Please be aware that this version requires regeneration of STAR indices!

snakePipes 2.1.2

  • small bug fix: SE mode in noncoding-RNA-seq pipeline

snakePipes 2.1.1

  • small bug fix: a typo in atac-seq pipeline

snakePipes 2.1.0

  • Snakemake version is bumped to 5.13.0

  • Updated docs on running single snakefiles

  • Added user-input target regions and freetext parameters to differential methylation analysis with metilene

  • Added PCA to metilene report in WGBS

  • Added Genrich support for SE data

  • Edited symlinking rules to ln -s or python

  • TMPDIR is now passed at rule-level to the shell

  • Added logs in a couple of places

  • Added --skipBamQC to WGBS to be included with --fromBAM to suppress recalculation of QC metrics on the bam file

  • Added tempDir check to snakePipes info

  • Added --oldConfig and --configMode options to snakePipes config that allow passing a copy of an existing pre-configured config file instead of passing the single paths. Previous mode can be used with --configMode manual (default), the new mode with --configMode recycle.

  • Updated histoneHMM version to 1.8. Changed number formatting in histoneHMM output from scientific to general.

  • Small fixes in DESeq2 report for noncoding-RNA-seq, WGBS reports

  • Fixed --verbose in WGBS

  • Fixed an important bug in differential binding analysis with CSAW (mismatch between sampleSheet rownames and countdata colnames).

snakePipes 2.0.2

  • DAG print is now moved to _after_ workflow run execution such that any error messages from e.g. input file evaluation do not interfere with the DAG and are visible to the user.

  • Fixed fastqc for --forBAM .

  • Fixed DESeq2 report failure with just 1 DEG.

  • Updated links to test data and commands on zenodo in the docs.

  • SampleSheet check now explicitly checks for tab-delimited header.

  • Fixed metilene groups, as well methylation density plots in WGBS.

snakePipes 2.0.1

  • Fixed a bug in snakePipes config that caused the toolsVersion variable to be removed from defaults.yaml. This is likely related to issue #579.

snakePipes 2.0.0

  • Added a noncoding-RNA-seq workflow and renamed RNA-seq to mRNA-seq for clarity. The noncoding workflow will also quantify protein coding genes, but its primary use is analyzing repeat expression.
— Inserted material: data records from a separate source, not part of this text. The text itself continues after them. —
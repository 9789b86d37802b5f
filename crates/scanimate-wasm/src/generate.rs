//! Barrier-grid generation bindings.
//!
//! Works on in-memory buffers: the caller passes the encoded source images in
//! animation order and receives PNG bytes for the composite and the mask.
//!
//! # Example
//!
//! ```typescript
//! import { generate_barrier_grid } from '@scanimate/wasm';
//!
//! const frames = await Promise.all(files.map(async f => new Uint8Array(await f.arrayBuffer())));
//! const grid = generate_barrier_grid(frames, 10);
//! download(grid.composite_png(), 'output.png');
//! download(grid.mask_png(), 'mask.png');
//! ```

use crate::types::JsBarrierGrid;
use js_sys::{Array, Uint8Array};
use scanimate_core::{decode_source_set, encode_png, BarrierGrid, SlitRule};
use serde::{Deserialize, Serialize};
use wasm_bindgen::prelude::*;
use wasm_bindgen::JsCast;

/// JavaScript-side generation options.
///
/// Output file names have no meaning here, so unlike the file-based options
/// this only carries what shapes the rasters. Unknown fields are rejected.
#[derive(Debug, Clone, Copy, PartialEq, Eq, Serialize, Deserialize)]
#[serde(default, deny_unknown_fields)]
pub struct JsGridOptions {
    pub bar_width: u32,
    pub slit_rule: SlitRule,
}

impl Default for JsGridOptions {
    fn default() -> Self {
        Self {
            bar_width: 1,
            slit_rule: SlitRule::Compat,
        }
    }
}

impl JsGridOptions {
    pub fn new(bar_width: u32) -> Self {
        Self {
            bar_width,
            ..Self::default()
        }
    }
}

/// Generate a composite and mask from encoded images with default options.
///
/// # Arguments
///
/// * `images` - Array of `Uint8Array`, each a PNG or JPEG file
/// * `bar_width` - Bar width in pixels; must divide the image width
#[wasm_bindgen]
pub fn generate_barrier_grid(images: Array, bar_width: u32) -> Result<JsBarrierGrid, JsValue> {
    run(images, &JsGridOptions::new(bar_width))
}

/// Generate a composite and mask with explicit options.
///
/// `options` is an object with the optional fields `bar_width` and
/// `slit_rule` (`"compat"` or `"per-period"`). `null` or `undefined` uses
/// the defaults. Any other field is an error.
#[wasm_bindgen]
pub fn generate_barrier_grid_with(images: Array, options: JsValue) -> Result<JsBarrierGrid, JsValue> {
    let options: JsGridOptions = if options.is_undefined() || options.is_null() {
        JsGridOptions::default()
    } else {
        serde_wasm_bindgen::from_value(options)
            .map_err(|e| JsValue::from_str(&format!("Invalid options: {}", e)))?
    };
    run(images, &options)
}

fn run(images: Array, options: &JsGridOptions) -> Result<JsBarrierGrid, JsValue> {
    let buffers = images
        .iter()
        .enumerate()
        .map(|(i, value)| {
            value
                .dyn_into::<Uint8Array>()
                .map(|bytes| bytes.to_vec())
                .map_err(|_| JsValue::from_str(&format!("image {i} is not a Uint8Array")))
        })
        .collect::<Result<Vec<_>, _>>()?;

    build_grid(&buffers, options).map_err(|e| JsValue::from_str(&e))
}

/// Decode, validate and encode in the same order as file-based generation.
pub(crate) fn build_grid<B: AsRef<[u8]>>(
    buffers: &[B],
    options: &JsGridOptions,
) -> Result<JsBarrierGrid, String> {
    let set = decode_source_set(buffers, options.bar_width).map_err(|e| e.to_string())?;

    let grid = BarrierGrid::build(&set, options.slit_rule);
    let composite_png = encode_png(&grid.composite).map_err(|e| e.to_string())?;
    let mask_png = encode_png(&grid.mask).map_err(|e| e.to_string())?;

    Ok(JsBarrierGrid::new(composite_png, mask_png, grid.layout))
}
  • In order to use the noncoding-RNA-seq workflow organism YAML files must now include a rmsk_file entry.

  • Fixed STAR on CIFS mounted VFAT file systems (issue #537).

  • Added mode STARsolo to scRNAseq. This mode is now default.

  • Added log fold change shrinkage with "apeglm" to DESeq2 basic in the mRNAseq workflow. Two versions of results tables (with and without shrinkage) are now written to the DESeq2 output folder.

  • Added Genrich as peakCaller option to ChIPseq and ATACseq.

  • Added HMMRATAC as peakCaller option to ATACseq.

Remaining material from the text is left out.